16 June 2021
PPE Waste in the Ocean: Standardized Approach Urgently Needed
Photo Credit: Dustan Woodhouse on Unsplash
story highlights

The extensive use of single-use personal protection equipment (PPE), which contains plastic, throughout the COVID-19 pandemic has made significant contributions to plastic waste and environmental harm.

More research is needed on the environmental effects of single-use, plastic PPE to ensure we can be predictive and preventative.

Last week the UN engaged in a virtual celebration for World Oceans Day, focusing on the theme Life and Livelihood. With a global audience tuning in, the event presented fundamental discourses surrounding ocean health, highlighting the critical role that the ocean plays in sustaining our planet, its anthropogenic impacts, and how the blue economy along with the private sector can better support ocean sustainability.

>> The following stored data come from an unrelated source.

#![forbid(unsafe_code)]

//! Rules deciding which packages are tracked and when they count as idle.
//!
//! Critical apps (banking, authenticators, messengers, device management) are
//! kept out of the automation pipeline entirely.

use config::MIN_THRESHOLD;
use parking_lot::RwLock;
use std::{collections::HashSet, time::Duration};
use tracing::debug;

#[derive(Debug, Clone, Copy, PartialEq, Eq)]
pub struct Thresholds {
    pub recent: Duration,
    pub warning: Duration,
    pub disable: Duration,
}

impl Thresholds {
    /// Derive all three thresholds from the user-facing grace duration.
    ///
    /// `disable == recent == max(allow, MIN_THRESHOLD)` and
    /// `warning == max(3/4 * disable, MIN_THRESHOLD)`.
    pub fn derive(allow_duration: Duration) -> Self {
        let sanitized = allow_duration.max(MIN_THRESHOLD);
        let three_quarters = crate::millis(sanitized).saturating_mul(3) / 4;
        let warning = Duration::from_millis(three_quarters).max(MIN_THRESHOLD);
        Self {
            recent: sanitized,
            warning,
            disable: sanitized,
        }
    }
}

impl From<&config::Policy> for Thresholds {
    fn from(policy: &config::Policy) -> Self {
        Self {
            recent: policy.recent_threshold,
            warning: policy.warning_threshold,
            disable: policy.disable_threshold,
        }
    }
}

#[derive(Debug)]
pub struct UsagePolicy {
    thresholds: RwLock<Thresholds>,
    allow_list: Option<HashSet<String>>,
    deny_list: HashSet<String>,
    deny_prefixes: Vec<String>,
}

impl UsagePolicy {
    pub fn new(config: &config::Policy) -> Self {
        let config = config.clone().sanitize();
        Self {
            thresholds: RwLock::new(Thresholds::from(&config)),
            allow_list: config.allow_list.map(|list| list.into_iter().collect()),
            deny_list: config.deny_list.into_iter().collect(),
            deny_prefixes: config.deny_prefixes,
        }
    }

    pub fn with_allow_list(mut self, allow_list: impl IntoIterator<Item = impl Into<String>>) -> Self {
        self.allow_list = Some(allow_list.into_iter().map(Into::into).collect());
        self
    }

    pub fn thresholds(&self) -> Thresholds {
        *self.thresholds.read()
    }

    /// Returns true when the package must never be tracked or targeted.
    ///
    /// An explicit allow-list entry always wins over the deny rules.
    pub fn should_skip(&self, package_name: &str) -> bool {
        if self
            .allow_list
            .as_ref()
            .is_some_and(|allow| allow.contains(package_name))
        {
            return false;
        }
        self.deny_list.contains(package_name)
            || self
                .deny_prefixes
                .iter()
                .any(|prefix| package_name.starts_with(prefix.as_str()))
    }

    /// Whether the package may be classified at all.
    ///
    /// With an allow list present, only its members are eligible.
    pub fn is_eligible(&self, package_name: &str) -> bool {
        if self.should_skip(package_name) {
            return false;
        }
        self.allow_list
            .as_ref()
            .is_none_or(|allow| allow.contains(package_name))
    }

    /// Tie every threshold to `allow_duration`. Returns whether anything changed.
    pub fn update_thresholds(&self, allow_duration: Duration) -> bool {
        let next = Thresholds::derive(allow_duration);
        let mut current = self.thresholds.write();
        if *current == next {
            return false;
        }
        debug!(?next, previous = ?*current, "usage thresholds updated");
        *current = next;
        true
    }
}

impl Default for UsagePolicy {
    fn default() -> Self {
        Self::new(&config::Policy::default())
    }
}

Bringing light to how life and livelihood are deeply connected to ocean health makes one consider how the abrupt and difficult transition that COVID-19 imposed on people around the globe has affected the ocean as well. Recent research suggests that one of the most profound nuisances to ocean health – plastic waste – has been amplified over the course of the pandemic.

To fulfill SDG targets 12.4 and 12.5, we need global action to mitigate the risks associated with single-use, plastic PPE.

With over 5 trillion plastic pieces making a home of the ocean, this form of waste has been categorized as a planetary boundary threat, according to a 2020 article in the journal Environmental Science & Technology. According to the authors, the threat posed by plastic waste is consequential due to its irreversible chemistry, along with persistent qualities that risk harming ecological populations and broad ecosystem functions. The extensive use of single-use personal protection equipment (PPE), which contains plastic, throughout the COVID-19 pandemic has made significant contributions to plastic waste and environmental harm; an estimated 129 billion face masks and 65 billion gloves are used globally each month, the article reports.

February 2021 study published in Frontiers of Environmental Science & Engineering compares the prevalence of disposable masks to water bottles. However, the authors note that unlike water bottles, “there is no official guidance on mask recycling, making it more likely to be disposed of as solid waste.” This points to a policy problem: the lack of standardized PPE waste management. Indicative of the threat that PPE poses to life and livelihood, is its boundless reach, disposable “masks can be transported from land into freshwater and marine environments by surface run-off, river flows, oceanic currents, wind, and animals,” according to the study. Aside from the physical effects, its notes that disposable facemasks, if accumulated, have the potential to release pathogenic microorganisms, harmful chemicals, heavy metals, and toxic biological substances

Although PPE waste management is a defined and risk-adverse process in the medical field, the widespread adoption of face masks, gloves, and other PPE by the general public requires immediate attention. In accordance with SDG 12 (responsible consumption and production), the Environmental Science & Technology article calls for PPE “end-of-life” to be handled as infectious material.

To mitigate anthropogenic effects on the ocean and the ecosystem services that it offers, global action needs to be taken with respect to fulfilling SDG targets 12.4 and 12.5 by mitigating the risk of single-use, plastic PPE. As noted in the February 2021 publication, “critical rethinking of the three ‘Rs’ can be valuable”- that is regulating the use of single-use PPE, promoting reusable masks, and replacing single-use plastic masks.

In observance of World Ocean Day, this article reflects my hope that more research will emerge on the environmental effects of single-use, plastic PPE to ensure we can be predictive and preventative and not simply reactive when working towards a sustainable future.

This article was authored by Rukiya Abdulle, MSc Candidate at the University of Toronto, & Generation 2030 and SDGs Student Associate, IISD.